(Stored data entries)
== Segment start ==

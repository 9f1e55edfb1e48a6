//! User-tunable canvas settings, persisted as JSON.
//!
//! Missing keys fall back to defaults and unknown keys are ignored, so older
//! and newer settings files both load.

use crate::constants::*;
use crate::error::SettingsError;
use anyhow::Context;
use serde::{Deserialize, Serialize};
use std::fs;
use std::path::{Path, PathBuf};
use std::time::Duration;
use tracing::debug;

const SETTINGS_DIR: &str = "graph-explorer";
const SETTINGS_FILE: &str = "settings.json";

#[derive(Debug, Clone, PartialEq, Serialize, Deserialize)]
#[serde(default)]
pub struct Settings {
    /// Dwell time before a hover tooltip opens
    pub tooltip_delay_ms: u64,
    pub zoom_factor: f64,
    pub node_size_factor: f64,
    pub label_size_factor: f64,
    /// Also fetch relations among freshly expanded neighbours
    pub auto_connect_on_expand: bool,
    pub expand_ring_spacing: f64,
    /// Label id given to nodes created by auto-connect and quick node
    pub default_node_label: Option<String>,
    /// Relation type id given to relations created by auto-connect
    pub default_relation_type: Option<String>,
    pub node_label_size: f64,
    pub relation_label_size: f64,
}

impl Default for Settings {
    fn default() -> Self {
        Self {
            tooltip_delay_ms: TOOLTIP_DELAY_MS,
            zoom_factor: DEFAULT_ZOOM_FACTOR,
            node_size_factor: 1.0,
            label_size_factor: 1.0,
            auto_connect_on_expand: true,
            expand_ring_spacing: EXPAND_RING_SPACING,
            default_node_label: None,
            default_relation_type: None,
            node_label_size: DEFAULT_NODE_LABEL_SIZE,
            relation_label_size: DEFAULT_RELATION_LABEL_SIZE,
        }
    }
}

impl Settings {
    /// Load from `path`. A missing file yields defaults.
    pub fn load(path: &Path) -> Result<Self, SettingsError> {
        if !path.exists() {
            debug!(path = %path.display(), "settings file missing, using defaults");
            return Ok(Self::default());
        }
        let content = fs::read_to_string(path)?;
        let settings: Settings = serde_json::from_str(&content)?;
        Ok(settings.sanitized())
    }

    pub fn save(&self, path: &Path) -> Result<(), SettingsError> {
        if let Some(parent) = path.parent() {
            fs::create_dir_all(parent)?;
        }
        let json = serde_json::to_string_pretty(self)?;
        fs::write(path, json)?;
        Ok(())
    }

    /// Load from the per-user default location.
    pub fn load_default() -> anyhow::Result<Self> {
        let path = default_settings_path().context("no config directory on this platform")?;
        Self::load(&path).with_context(|| format!("loading settings from {}", path.display()))
    }

    pub fn tooltip_delay(&self) -> Duration {
        Duration::from_millis(self.tooltip_delay_ms)
    }

    /// Clamp factors into their allowed ranges.
    pub fn sanitized(mut self) -> Self {
        self.zoom_factor = self.zoom_factor.clamp(MIN_ZOOM_FACTOR, MAX_ZOOM_FACTOR);
        self.node_size_factor = self.node_size_factor.max(MIN_NODE_SIZE_FACTOR);
        self.label_size_factor = self.label_size_factor.max(MIN_NODE_SIZE_FACTOR);
        self
    }
}

pub fn default_settings_path() -> Option<PathBuf> {
    dirs::config_dir().map(|dir| dir.join(SETTINGS_DIR).join(SETTINGS_FILE))
}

== Segment end ==

#### [Work item]
Could you write out the full data verbatim?

#### [Answer for this exercise]
repository 9f1e55edfb1e48a6
//! User-tunable canvas settings, persisted as JSON.
//!
//! Missing keys fall back to defaults and unknown keys are ignored, so older
//! and newer settings files both load.

use crate::constants::*;
use crate::error::SettingsError;
use anyhow::Context;
use serde::{Deserialize, Serialize};
use std::fs;
use std::path::{Path, PathBuf};
use std::time::Duration;
use tracing::debug;

const SETTINGS_DIR: &str = "graph-explorer";
const SETTINGS_FILE: &str = "settings.json";

#[derive(Debug, Clone, PartialEq, Serialize, Deserialize)]
#[serde(default)]
pub struct Settings {
    /// Dwell time before a hover tooltip opens
    pub tooltip_delay_ms: u64,
    pub zoom_factor: f64,
    pub node_size_factor: f64,
    pub label_size_factor: f64,
    /// Also fetch relations among freshly expanded neighbours
    pub auto_connect_on_expand: bool,
    pub expand_ring_spacing: f64,
    /// Label id given to nodes created by auto-connect and quick node
    pub default_node_label: Option<String>,
    /// Relation type id given to relations created by auto-connect
    pub default_relation_type: Option<String>,
    pub node_label_size: f64,
    pub relation_label_size: f64,
}

impl Default for Settings {
    fn default() -> Self {
        Self {
            tooltip_delay_ms: TOOLTIP_DELAY_MS,
            zoom_factor: DEFAULT_ZOOM_FACTOR,
            node_size_factor: 1.0,
            label_size_factor: 1.0,
            auto_connect_on_expand: true,
            expand_ring_spacing: EXPAND_RING_SPACING,
            default_node_label: None,
            default_relation_type: None,
            node_label_size: DEFAULT_NODE_LABEL_SIZE,
            relation_label_size: DEFAULT_RELATION_LABEL_SIZE,
        }
    }
}

impl Settings {
    /// Load from `path`. A missing file yields defaults.
    pub fn load(path: &Path) -> Result<Self, SettingsError> {
        if !path.exists() {
            debug!(path = %path.display(), "settings file missing, using defaults");
            return Ok(Self::default());
        }
        let content = fs::read_to_string(path)?;
        let settings: Settings = serde_json::from_str(&content)?;
        Ok(settings.sanitized())
    }

    pub fn save(&self, path: &Path) -> Result<(), SettingsError> {
        if let Some(parent) = path.parent() {
            fs::create_dir_all(parent)?;
        }
        let json = serde_json::to_string_pretty(self)?;
        fs::write(path, json)?;
        Ok(())
    }

    /// Load from the per-user default location.
    pub fn load_default() -> anyhow::Result<Self> {
        let path = default_settings_path().context("no config directory on this platform")?;
        Self::load(&path).with_context(|| format!("loading settings from {}", path.display()))
    }

    pub fn tooltip_delay(&self) -> Duration {
        Duration::from_millis(self.tooltip_delay_ms)
    }

    /// Clamp factors into their allowed ranges.
    pub fn sanitized(mut self) -> Self {
        self.zoom_factor = self.zoom_factor.clamp(MIN_ZOOM_FACTOR, MAX_ZOOM_FACTOR);
        self.node_size_factor = self.node_size_factor.max(MIN_NODE_SIZE_FACTOR);
        self.label_size_factor = self.label_size_factor.max(MIN_NODE_SIZE_FACTOR);
        self
    }
}

pub fn default_settings_path() -> Option<PathBuf> {
    dirs::config_dir().map(|dir| dir.join(SETTINGS_DIR).join(SETTINGS_FILE))
}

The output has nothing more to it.